* Work task:
In the entries below, find the line with "trees from scratch" and the line with "error. The store is unchanged on error.". Reproduce those two lines and every line between them exactly, and nothing more.

* Records for the task:
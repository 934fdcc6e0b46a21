//! Persistent cache of tag trees
//!
//! The cache maps root paths to the trees built for them. It is read whole
//! when a command starts and, for commands that change it, written whole
//! before the command returns. Writes go to a temporary file next to the
//! destination which then replaces it, so readers never see a half-written
//! cache. Nothing guards against two processes saving at once: the last
//! writer wins.

use std::collections::BTreeMap;
use std::fs;
use std::io::Write;
use std::path::{Path, PathBuf};

use serde::{Deserialize, Serialize};
use tempfile::NamedTempFile;
use tracing::{debug, info};

use crate::tagger::TagSource;
use crate::tree::{Node, ScanOptions, scan};

pub mod error;

pub use error::CacheError;

/// On-disk format version, bumped whenever `Node` changes shape
pub const CACHE_VERSION: u32 = 1;

#[derive(Serialize)]
struct CacheFileRef<'a> {
    version: u32,
    roots: &'a BTreeMap<PathBuf, Node>,
}

#[derive(Deserialize)]
struct CacheFile {
    version: u32,
    roots: BTreeMap<PathBuf, Node>,
}

/// Root path to tree mapping backed by a single file
#[derive(Debug, Clone)]
pub struct CacheStore {
    file: PathBuf,
    roots: BTreeMap<PathBuf, Node>,
}

impl CacheStore {
    /// An empty store that will be saved to `file`
    #[must_use]
    pub fn empty(file: impl Into<PathBuf>) -> Self {
        Self {
            file: file.into(),
            roots: BTreeMap::new(),
        }
    }

    /// Load the store from `file`; a missing file gives an empty store
    ///
    /// # Errors
    ///
    /// Returns `CacheError` if the file exists but cannot be read or decoded,
    /// or was written with another format version.
    pub fn load(file: impl Into<PathBuf>) -> Result<Self, CacheError> {
        let file = file.into();
        if !file.exists() {
            debug!(file = %file.display(), "cache file not found, starting empty");
            return Ok(Self::empty(file));
        }

        info!(file = %file.display(), "loading cache");
        let bytes = fs::read(&file).map_err(CacheError::io(&file))?;
        let (decoded, _): (CacheFile, usize) =
            bincode::serde::decode_from_slice(&bytes, bincode::config::standard())?;

        if decoded.version != CACHE_VERSION {
            return Err(CacheError::IncompatibleCache {
                path: file,
                found: decoded.version,
                expected: CACHE_VERSION,
            });
        }

        debug!(roots = decoded.roots.len(), "cache loaded");
        Ok(Self {
            file,
            roots: decoded.roots,
        })
    }

    /// Path of the backing file
    #[must_use]
    pub fn file(&self) -> &Path {
        &self.file
    }

    /// Write the whole store back to its file
    ///
    /// # Errors
    ///
    /// Returns `CacheError` if encoding or replacing the file fails.
    pub fn save(&self) -> Result<(), CacheError> {
        info!(file = %self.file.display(), roots = self.roots.len(), "storing cache");
        let bytes = self.encode()?;
        write_atomic(&self.file, &bytes)
    }

    /// Write the whole store to `dest`.
    ///
    /// A `.json` destination gets pretty-printed JSON; anything else gets the
    /// same encoding as the cache file itself.
    ///
    /// # Errors
    ///
    /// Returns `CacheError` if encoding or writing fails.
    pub fn save_to(&self, dest: &Path) -> Result<(), CacheError> {
        let is_json = dest
            .extension()
            .is_some_and(|ext| ext.eq_ignore_ascii_case("json"));
        let bytes = if is_json {
            serde_json::to_vec_pretty(&self.as_file())?
        } else {
            self.encode()?
        };
        info!(dest = %dest.display(), json = is_json, "dumping cache");
        write_atomic(dest, &bytes)
    }

    /// The tree cached for `root`
    ///
    /// # Errors
    ///
    /// Returns `CacheError::RootNotIndexed` if `root` is not cached.
    pub fn get(&self, root: &Path) -> Result<&Node, CacheError> {
        self.roots
            .get(root)
            .ok_or_else(|| CacheError::RootNotIndexed(root.to_path_buf()))
    }

    /// Store `node` under `root`, returning the tree it replaced
    pub fn put(&mut self, root: impl Into<PathBuf>, node: Node) -> Option<Node> {
        self.roots.insert(root.into(), node)
    }

    /// Cached root paths in sorted order
    pub fn roots(&self) -> impl Iterator<Item = &Path> {
        self.roots.keys().map(PathBuf::as_path)
    }

    #[must_use]
    pub fn len(&self) -> usize {
        self.roots.len()
    }

    #[must_use]
    pub fn is_empty(&self) -> bool {
        self.roots.is_empty()
    }

    /// The trees a command operates on: the one for `target`, or all of them
    ///
    /// # Errors
    ///
    /// Returns `CacheError::RootNotIndexed` if `target` is not cached.
    pub fn tops(&self, target: Option<&Path>) -> Result<Vec<&Node>, CacheError> {
        match target {
            Some(target) => Ok(vec![self.get(&resolve_root(target))?]),
            None => Ok(self.roots.values().collect()),
        }
    }

    /// Scan `root` and cache the resulting tree, replacing any earlier one
    ///
    /// Returns the canonical path the tree was stored under.
    ///
    /// # Errors
    ///
    /// Returns `CacheError::PathNotFound` if `root` does not exist, or any
    /// error from scanning it. The store is unchanged on error.
    pub fn index<S>(
        &mut self,
        source: &S,
        root: &Path,
        options: &ScanOptions,
    ) -> Result<PathBuf, CacheError>
    where
        S: TagSource + ?Sized,
    {
        if !root.exists() {
            return Err(CacheError::PathNotFound(root.to_path_buf()));
        }
        let canonical = fs::canonicalize(root).map_err(CacheError::io(root))?;

        info!(root = %canonical.display(), filtered = options.filter.is_some(), "starting scan");
        let node = scan(source, &canonical, options)?;
        self.put(canonical.clone(), node);
        Ok(canonical)
    }

    /// Rebuild cached trees from scratch
    ///
    /// Every cached root is rescanned, or only `only` when given. All scans
    /// finish before any entry is replaced. Roots whose trees carried
    /// metadata get fresh metadata.
    ///
    /// # Errors
    ///
    /// Returns `CacheError::RootNotIndexed` if `only` is not cached,
    /// `CacheError::PathNotFound` if a cached root has disappeared, or any
    /// scan error. The store is unchanged on error.
    pub fn rescan<S>(&mut self, source: &S, only: Option<&Path>) -> Result<Vec<PathBuf>, CacheError>
    where
        S: TagSource + ?Sized,
    {
        let targets: Vec<PathBuf> = match only {
            Some(only) => {
                let resolved = resolve_root(only);
                self.get(&resolved)?;
                vec![resolved]
            }
            None => self.roots.keys().cloned().collect(),
        };

        let mut rebuilt = Vec::with_capacity(targets.len());
        for root in targets {
            if !root.exists() {
                return Err(CacheError::PathNotFound(root));
            }
            let options = ScanOptions {
                filter: None,
                with_metadata: self.roots.get(&root).is_some_and(|n| n.metadata.is_some()),
            };
            info!(root = %root.display(), "rescanning");
            let node = scan(source, &root, &options)?;
            rebuilt.push((root, node));
        }

        Ok(rebuilt
            .into_iter()
            .map(|(root, node)| {
                self.put(root.clone(), node);
                root
            })
            .collect())
    }

    fn as_file(&self) -> CacheFileRef<'_> {
        CacheFileRef {
            version: CACHE_VERSION,
            roots: &self.roots,
        }
    }

    fn encode(&self) -> Result<Vec<u8>, CacheError> {
        Ok(bincode::serde::encode_to_vec(
            self.as_file(),
            bincode::config::standard(),
        )?)
    }
}

/// Canonical form of a root given on the command line.
///
/// Paths that no longer exist are made absolute without resolving links.
#[must_use]
pub fn resolve_root(path: &Path) -> PathBuf {
    fs::canonicalize(path)
        .or_else(|_| std::path::absolute(path))
        .unwrap_or_else(|_| path.to_path_buf())
}

fn write_atomic(dest: &Path, bytes: &[u8]) -> Result<(), CacheError> {
    let dir = dest
        .parent()
        .filter(|p| !p.as_os_str().is_empty())
        .unwrap_or_else(|| Path::new("."));
    fs::create_dir_all(dir).map_err(CacheError::io(dir))?;

    let mut tmp = NamedTempFile::new_in(dir).map_err(CacheError::io(dir))?;
    tmp.write_all(bytes).map_err(CacheError::io(tmp.path()))?;
    tmp.persist(dest)
        .map_err(|e| CacheError::Io {
            path: dest.to_path_buf(),
            source: e.error,
        })?;
    Ok(())
}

* Result below:
    /// Rebuild cached trees from scratch
    ///
    /// Every cached root is rescanned, or only `only` when given. All scans
    /// finish before any entry is replaced. Roots whose trees carried
    /// metadata get fresh metadata.
    ///
    /// # Errors
    ///
    /// Returns `CacheError::RootNotIndexed` if `only` is not cached,
    /// `CacheError::PathNotFound` if a cached root has disappeared, or any
    /// scan error. The store is unchanged on error.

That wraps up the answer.